Critical Holidays (3x PAY):
3 Holidays at 3x Normal Wages:
- Thanksgiving Day (Fourth Thursday in November)
- Highest Premium: Family holiday (most Americans travel, gather)
- Working Thanksgiving: Extreme sacrifice (missing family, cooking, and tradition)
- Christmas Day (December 25)
- Highest Premium: Religious/cultural significance for Christians, secular celebration for many
- Working Christmas: Extreme sacrifice
- Election Day (Tuesday after first Monday in November, every year)
- Democracy premium: Voting is foundational right
- Encourages Civic Engagement: Expensive for employers to require work (will give time off instead)
Why 3x:
- Most Significant Holidays: Universal (or near-universal) observance
- Extreme Sacrifice: Working these days means missing irreplaceable moments (Thanksgiving dinner, Christmas morning with kids, and voting)
- Market Incentive: Employers will close non-essential businesses (too expensive to stay open)

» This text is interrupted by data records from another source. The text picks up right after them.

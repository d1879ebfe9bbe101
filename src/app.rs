use std::{path::PathBuf, process::ExitStatus};

use tracing::info;

use crate::error::Result;
use crate::launcher::Launcher;
use crate::select_box::{CrosstermEvents, SelectBox};
use crate::sshconfig::{retrieve_ssh_hosts, SshHost};
use crate::terminal::Terminal;

pub const CRATE_NAME: &str = env!("CARGO_PKG_NAME");

pub struct App {
    config_path: PathBuf,
    launcher: Launcher,
}

impl App {
    pub fn new(config_path: PathBuf, launcher: Launcher) -> Self {
        App {
            config_path,
            launcher,
        }
    }

    /// Picks a host and connects to it. `None` means the user quit without picking.
    pub fn run(&self) -> Result<Option<ExitStatus>> {
        // config errors surface before the screen is taken over
        let hosts = retrieve_ssh_hosts(&self.config_path)?;
        info!(count = hosts.len(), "starting host picker");

        match self.select(hosts)? {
            Some(host) => self.launcher.launch(&host).map(Some),
            None => Ok(None),
        }
    }

    fn select(&self, hosts: Vec<SshHost>) -> Result<Option<SshHost>> {
        let mut select_box = SelectBox::new(hosts);
        // the terminal is restored when this guard drops, before any launch
        let mut terminal = Terminal::new()?;
        select_box.select(&mut *terminal, &mut CrosstermEvents)?;
        drop(terminal);

        Ok(select_box.into_selection())
    }
}
mod app;
pub mod error;
pub mod launcher;
pub mod logging;
mod select_box;
mod sshconfig;
mod terminal;
mod view;

pub use app::App;
pub use error::{Error, Result};
pub use launcher::Launcher;
pub use select_box::{Action, CrosstermEvents, EventSource, SelectBox, Status};
pub use sshconfig::*;
pub use terminal::Terminal;
pub use view::render;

Personal/Cultural/Religious Holiday (2.5x PAY):
5 Personal Holidays Annually (Worker Chooses Dates):
- Purpose: Respect religious, cultural, personal diversity
- Worker Chooses: Any 5 days/year (for cultural, religious, or personal significance)
- No Employer Approval Needed: Worker declares "I'm taking a personal holiday on [date]" (employer must honor, pay 2.5x)
Examples:
- Islamic: Eid al-Fitr and Eid al-Adha
- Jewish: Rosh Hashanah, Yom Kippur, Passover, Sukkot, and Shavuot
- Hindu/Sikh: Diwali, Holi, and Vaisakhi
- Buddhist: Vesak and Bodhi Day
- East Asian: Lunar New Year, Mid-Autumn Festival, and Qingming
- Latino: Día de los Muertos and Three Kings Day (Epiphany)
- Christian (non-mainstream): Orthodox Christmas (January 7), Epiphany (January 6), and Good Friday
- Secular: Birthday, anniversary, children's graduation, and personal milestones
- Regional: Emancipation Day (DC, April 16), Patriots' Day (Massachusetts, April), Casimir Pulaski Day (Illinois), and others
Why 2.5x:
- Equal Respect: All religious/cultural traditions valued (not just Christian holidays)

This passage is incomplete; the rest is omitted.